It's hard to blame COVID-19 or draconian bar restrictions on the closing of Rory's Tavern at 404 Broadway, especially when a legal notice on the front door claims that the owners owe nearly $160,000 in back rent. The three-year-old Rory's was known for rowdy sessions of Irish and blues music, but it opened at a time when Irish pubs were waning in popularity, and Denver had already lost quite a few in recent years, before the pandemic hit.
The bar itself has a much longer history, though, going all the way back to the end of Prohibition. The name of that original watering hole is lost to history, but in 1951 an underaged Jerry Feld bought the place, using his uncle's name on the liquor license, and opened Club 404.

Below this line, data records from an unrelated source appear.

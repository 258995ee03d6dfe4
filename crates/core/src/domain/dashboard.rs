use std::collections::{BTreeMap, HashMap};

use chrono::{DateTime, Days, NaiveDate, TimeZone, Utc};
use serde::Serialize;

use crate::domain::activity::{Comment, Post, Snapshot};
use crate::types::{Metric, TimeRange};

pub const ACTIVITY_LIMIT: usize = 25;
pub const ACTIVITY_LABEL_MAX_CHARS: usize = 120;
pub const ALL_RANGE_FALLBACK_DAYS: u64 = 90;
pub const NO_SNAPSHOT_NOTICE: &str = "no snapshot available yet";

#[derive(Debug, Clone, Copy, Default, PartialEq, Eq, Serialize)]
#[serde(rename_all = "camelCase")]
pub struct DashboardFilter {
    pub range: TimeRange,
    pub keyword_only: bool,
    pub comments_only: bool,
}

#[derive(Debug, Clone, Default)]
pub struct FilteredActivity<'a> {
    pub posts: Vec<&'a Post>,
    pub comments: Vec<&'a Comment>,
}

#[derive(Debug, Clone, Default, PartialEq, Eq, Serialize)]
#[serde(rename_all = "camelCase")]
pub struct DashboardStats {
    pub upvotes: i64,
    pub comments_received: i64,
    pub post_count: usize,
    pub comment_count: usize,
}

#[derive(Debug, Clone, PartialEq, Eq, Serialize)]
pub struct DailyPoint {
    pub day: NaiveDate,
    pub label: String,
    pub upvotes: i64,
    pub comments: i64,
}

#[derive(Debug, Clone, PartialEq, Eq, Serialize)]
pub struct SubredditStat {
    pub name: String,
    pub upvotes: i64,
    pub comments: i64,
    pub count: usize,
}

#[derive(Debug, Clone, Copy, PartialEq, Eq, Serialize)]
#[serde(rename_all = "lowercase")]
pub enum ActivityKind {
    Post,
    Comment,
}

#[derive(Debug, Clone, PartialEq, Eq, Serialize)]
#[serde(rename_all = "camelCase")]
pub struct ActivityEntry {
    pub kind: ActivityKind,
    pub label: String,
    pub subreddit: String,
    pub score: i64,
    pub created_utc: i64,
    pub mentions_keyword: bool,
    pub url: String,
}

#[derive(Debug, Clone, Serialize)]
#[serde(rename_all = "camelCase")]
pub struct DashboardView {
    pub filter: DashboardFilter,
    pub metric: Metric,
    pub fetched_at: Option<i64>,
    pub stats: DashboardStats,
    pub series: Vec<DailyPoint>,
    pub subreddits: Vec<SubredditStat>,
    pub activity: Vec<ActivityEntry>,
    #[serde(skip_serializing_if = "Option::is_none")]
    pub notice: Option<String>,
}

pub fn build_dashboard<Tz: TimeZone>(
    snapshot: Option<&Snapshot>,
    filter: &DashboardFilter,
    metric: Metric,
    now: &DateTime<Tz>,
) -> DashboardView {
    let empty = Snapshot::default();
    let source = snapshot.unwrap_or(&empty);
    let activity = filter_snapshot(source, filter, now.timestamp());
    DashboardView {
        filter: *filter,
        metric,
        fetched_at: snapshot.map(|snapshot| snapshot.fetched_at),
        stats: compute_stats(&activity),
        series: daily_series(&activity, filter.range, now),
        subreddits: subreddit_rollup(&activity, metric),
        activity: recent_activity(&activity, ACTIVITY_LIMIT),
        notice: snapshot.is_none().then(|| NO_SNAPSHOT_NOTICE.to_string()),
    }
}

pub fn filter_snapshot<'a>(
    snapshot: &'a Snapshot,
    filter: &DashboardFilter,
    now_secs: i64,
) -> FilteredActivity<'a> {
    if filter.comments_only {
        return FilteredActivity {
            posts: Vec::new(),
            comments: filter_items(&snapshot.comments, filter, now_secs, |c| {
                (c.created_utc, c.mentions_keyword)
            }),
        };
    }
    FilteredActivity {
        posts: filter_items(&snapshot.posts, filter, now_secs, |p| {
            (p.created_utc, p.mentions_keyword)
        }),
        comments: filter_items(&snapshot.comments, filter, now_secs, |c| {
            (c.created_utc, c.mentions_keyword)
        }),
    }
}

fn filter_items<'a, T>(
    items: &'a [T],
    filter: &DashboardFilter,
    now_secs: i64,
    key: impl Fn(&T) -> (i64, bool),
) -> Vec<&'a T> {
    items
        .iter()
        .filter(|item| {
            let (created_utc, mentions_keyword) = key(*item);
            filter.range.contains(created_utc, now_secs)
                && (!filter.keyword_only || mentions_keyword)
        })
        .collect()
}

pub fn compute_stats(activity: &FilteredActivity<'_>) -> DashboardStats {
    DashboardStats {
        upvotes: activity.posts.iter().map(|p| p.score).sum::<i64>()
            + activity.comments.iter().map(|c| c.score).sum::<i64>(),
        comments_received: activity.posts.iter().map(|p| p.num_comments).sum(),
        post_count: activity.posts.len(),
        comment_count: activity.comments.len(),
    }
}

/// Per-day totals, gap-filled with zero points through today in `now`'s zone.
///
/// A named range of N days yields exactly N points. Items kept by the
/// seconds cutoff that fall before the first of those days still count in
/// stats, rollup and feed but have no point here.
pub fn daily_series<Tz: TimeZone>(
    activity: &FilteredActivity<'_>,
    range: TimeRange,
    now: &DateTime<Tz>,
) -> Vec<DailyPoint> {
    let tz = now.timezone();
    let mut buckets: BTreeMap<NaiveDate, (i64, i64)> = BTreeMap::new();
    for post in &activity.posts {
        if let Some(day) = local_day(post.created_utc, &tz) {
            let entry = buckets.entry(day).or_default();
            entry.0 += post.score;
            entry.1 += post.num_comments;
        }
    }
    for comment in &activity.comments {
        if let Some(day) = local_day(comment.created_utc, &tz) {
            let entry = buckets.entry(day).or_default();
            entry.0 += comment.score;
            entry.1 += 1;
        }
    }

    let today = now.date_naive();
    let start = match range.days() {
        Some(days) => today - Days::new((days - 1).max(0) as u64),
        None => buckets
            .keys()
            .next()
            .copied()
            .unwrap_or(today - Days::new(ALL_RANGE_FALLBACK_DAYS - 1)),
    };

    start
        .iter_days()
        .take_while(|day| *day <= today)
        .map(|day| {
            let (upvotes, comments) = buckets.get(&day).copied().unwrap_or_default();
            DailyPoint {
                day,
                label: day.format("%b %-d").to_string(),
                upvotes,
                comments,
            }
        })
        .collect()
}

fn local_day<Tz: TimeZone>(created_utc: i64, tz: &Tz) -> Option<NaiveDate> {
    DateTime::<Utc>::from_timestamp(created_utc, 0).map(|dt| dt.with_timezone(tz).date_naive())
}

// Rollup sorted descending by `metric`; equal values keep first-seen order
// (posts are visited before comments).
pub fn subreddit_rollup(activity: &FilteredActivity<'_>, metric: Metric) -> Vec<SubredditStat> {
    let mut stats: Vec<SubredditStat> = Vec::new();
    let mut index: HashMap<&str, usize> = HashMap::new();
    for post in &activity.posts {
        let stat = rollup_slot(&mut stats, &mut index, &post.subreddit);
        stat.upvotes += post.score;
        stat.comments += post.num_comments;
        stat.count += 1;
    }
    for comment in &activity.comments {
        let stat = rollup_slot(&mut stats, &mut index, &comment.subreddit);
        stat.upvotes += comment.score;
        stat.count += 1;
    }
    match metric {
        Metric::Comments => stats.sort_by(|a, b| b.comments.cmp(&a.comments)),
        Metric::Upvotes | Metric::Impressions => stats.sort_by(|a, b| b.upvotes.cmp(&a.upvotes)),
    }
    stats
}

fn rollup_slot<'s, 'a>(
    stats: &'s mut Vec<SubredditStat>,
    index: &mut HashMap<&'a str, usize>,
    name: &'a str,
) -> &'s mut SubredditStat {
    let position = *index.entry(name).or_insert_with(|| {
        stats.push(SubredditStat {
            name: name.to_string(),
            upvotes: 0,
            comments: 0,
            count: 0,
        });
        stats.len() - 1
    });
    &mut stats[position]
}

// The sort is stable, so equal timestamps list posts before comments and
// otherwise keep snapshot order.
pub fn recent_activity(activity: &FilteredActivity<'_>, limit: usize) -> Vec<ActivityEntry> {
    let mut entries: Vec<ActivityEntry> =
        Vec::with_capacity(activity.posts.len() + activity.comments.len());
    entries.extend(activity.posts.iter().map(|post| ActivityEntry {
        kind: ActivityKind::Post,
        label: post.title.clone(),
        subreddit: post.subreddit.clone(),
        score: post.score,
        created_utc: post.created_utc,
        mentions_keyword: post.mentions_keyword,
        url: post.external_url(),
    }));
    entries.extend(activity.comments.iter().map(|comment| ActivityEntry {
        kind: ActivityKind::Comment,
        label: truncate_label(&comment.body, ACTIVITY_LABEL_MAX_CHARS),
        subreddit: comment.subreddit.clone(),
        score: comment.score,
        created_utc: comment.created_utc,
        mentions_keyword: comment.mentions_keyword,
        url: comment.external_url(),
    }));
    entries.sort_by(|a, b| b.created_utc.cmp(&a.created_utc));
    entries.truncate(limit);
    entries
}

fn truncate_label(text: &str, max_chars: usize) -> String {
    match text.char_indices().nth(max_chars) {
        Some((cut, _)) => format!("{}...", &text[..cut]),
        None => text.to_string(),
    }
}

It became a go-to place for people around town, drawn by the stiff drinks, steak specials and sassy waitresses; the extensive menu had something for everyone.
Feld was still running the joint on his eightieth birthday in 2011, when the bar celebrated its sixtieth anniversary — just as the clock struck midnight at the end of Saint Patrick's Day. But he closed Club 404 later that year, and passed away in 2014.
Over the last nine years, the old brick building became home to Denver Wheel Club 404 (a bicycle-themed joint) for a year or so, followed by Brendan's 404, which ran for three years. When Rory's opened, a few remnants of Club 404 remained, notably the old neon sign out front (although it had long since been stripped of its lights), the vintage bar with its brass foot rail, and the "Hep Hounds" mural inside painted by Constance Depler Coleman, whose art also adorns a wall inside the 715 Club in Five Points.
The life of Club 404 has paralleled the shifting times on Broadway itself, where long-running and mostly unchanged establishments continued to serve locals before rising real estate prices and consumer trends chased away the old-timers.
The pandemic may put a damper on something new moving in soon, but there's still plenty of life left in this old bar.